El consuelo
Habían salido del estudio de Latuada. Estaban
muertos. Sí. Cansados de soportar tensiones, de sentirse quijotes, de tener que
defenderse siempre. De Héctor y su uña lasciva, de la patrona, de las acusaciones
de sedición, de la vida. Eso: de la vida, que por ser un poco menos truchos
que otros los acosaba paso a paso.
Decidieron que Bernarda avisaba a su chicos que por esa noche no
regresaría, y se dispusieron a descansar en casa de Fernando.
El chalet, herencia de los padres, pertenecía a
los cincuenta, al tiempo del Banco Hipotecario: living al frente, cocina al
fondo, dos dormitorios y un baño. Muy cerca de la casa de Flavia, pero con
ninguna pretensión comparándolo con la de la uruguaya. Pero eso sí: impecablemente
limpio. Berna miraba los muebles claritos, con esas patas en diagonal tan fuera
de moda, el combinado y los cuadros con marco de terciopelo rojo bordeados de
dorado, y pensaba que no cerraban con la imagen pulcra y más moderna de su
amor. Aunque ella mucho no sabía de decoración de interiores, tenía la casa de
su patrona como referencia y hasta para una chica poco mundana y pobre como
ella era evidente que la casa de Fernando estaba detenida en el tiempo. Era
evidente que su único habitante no había tenido el menor interés en que su
entorno reflejara algún deseo de vivir acorde con los tiempos. O con la
elegancia de sus vecinos.
Fernando le indicó que se pusiera cómoda y los dos
fueron derechito a la cocina. Sacó mate y bombilla de una de esas viejas
alacenas con hojas de vidrio en la parte superior y, mientras la pava se
calentaba en la hornalla de adelante de la cocina enlozada, Berna comenzó el
rito de la yerba y azúcar, después de poner una de esas antiguas
yerberas-azucareras de madera pintada sobre la mesa. Una de esas que solían
encontrarse en casi todas las casas cuando la vida era mucho más simple y había
tiempo para muchos mates, mientras la radio acompañaba la llegada a casa y el
encuentro.
Había naranjas. Bernarda peló una bien finita, y
puso parte de la cáscara lavada en el fondo de la calabaza. Después, la yerba,
decantarla y un poquito de azúcar para el primer mate. El del zonzo. El más
amargo. Iba a tomarlo ella, como siempre, pero Fernando lo reclamó para sí
diciéndole:
“A partir de hoy, el primero será mío. Tenés que
empezar a sentir que tenés derecho a cosas buenas…”
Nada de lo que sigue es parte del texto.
//! The CLI for `sg`.

use crate::{ctx::SgContext, errors::SgResult, subcommands::Subcommands};
use anyhow::anyhow;
use clap::{
    builder::styling::{AnsiColor, Color, Style},
    ArgAction, Parser,
};
use tracing::Level;

const ABOUT: &str = "sg is a CLI application for driving StGit patch stacks.";

/// The CLI application for `sg`.
#[derive(Parser, Debug, Clone, Eq, PartialEq)]
#[command(about = ABOUT, version, styles = cli_styles())]
pub struct Cli {
    /// Verbosity level (0-4)
    #[arg(short, action = ArgAction::Count)]
    pub v: u8,
    /// The subcommand to run
    #[clap(subcommand)]
    pub subcommand: Option<Subcommands>,
}

impl Cli {
    /// Run the CLI application with the given arguments.
    pub async fn run(self) -> SgResult<()> {
        let cli = self.init_tracing_subscriber()?;
        let ctx = SgContext::discover()?;

        match cli.subcommand {
            Some(subcommand) => subcommand.run(ctx).await,
            // With no subcommand, print the series view.
            None => ctx.print_series(),
        }
    }

    /// Initializes the tracing subscriber
    ///
    /// # Returns
    /// - `SgResult<()>` - Ok if successful, Err otherwise.
    pub(crate) fn init_tracing_subscriber(self) -> SgResult<Self> {
        let subscriber = tracing_subscriber::fmt()
            .with_max_level(match self.v {
                0 => Level::ERROR,
                1 => Level::WARN,
                2 => Level::INFO,
                3 => Level::DEBUG,
                _ => Level::TRACE,
            })
            .finish();

        tracing::subscriber::set_global_default(subscriber).map_err(|e| anyhow!(e))?;

        Ok(self)
    }
}

/// Styles for the CLI application.
const fn cli_styles() -> clap::builder::Styles {
    clap::builder::Styles::styled()
        .usage(
            Style::new()
                .bold()
                .underline()
                .fg_color(Some(Color::Ansi(AnsiColor::Yellow))),
        )
        .header(
            Style::new()
                .bold()
                .underline()
                .fg_color(Some(Color::Ansi(AnsiColor::Yellow))),
        )
        .literal(Style::new().fg_color(Some(Color::Ansi(AnsiColor::Green))))
        .invalid(
            Style::new()
                .bold()
                .fg_color(Some(Color::Ansi(AnsiColor::Red))),
        )
        .error(
            Style::new()
                .bold()
                .fg_color(Some(Color::Ansi(AnsiColor::Red))),
        )
        .valid(
            Style::new()
                .bold()
                .underline()
                .fg_color(Some(Color::Ansi(AnsiColor::Green))),
        )
        .placeholder(Style::new().fg_color(Some(Color::Ansi(AnsiColor::White))))
}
Los ojitos de la paraguaya brillaron casi tanto como los pseudo azulejos de vidrio de la
cocina. Eran verde agua con juntas negras anchas, anchísimas. Prehistóricos, pero
tan brillantes que podían competir en relumbrón con cualquier revestimiento más
actual.
Después de tantos líos: una tregua. Fernando no
movía el cuello. Se limitaba a sorber despacito la dulzura naranja que la
muchacha le alcanzaba con un gesto tímido pero lleno de cariño. Se renovó la
yerba mientras cerraba la noche y el amor comenzó su ronda. Ya no era todo azul.
Esos cuerpos juntos después de la larga mateada
pudieron hallar colores mansos para el
encuentro. Tal vez por eso, el
amanecer encontró a Bernarda con la cabeza acurrucada en el hombro de su amor nuevo mientras soñaba mil
y un sueños.
Eso sí: a ella también le pareció que la cabeza de
Deolinda, solamente la cabeza, asomaba entre las sábanas.
Y se sintió acompañada. Y agradecida.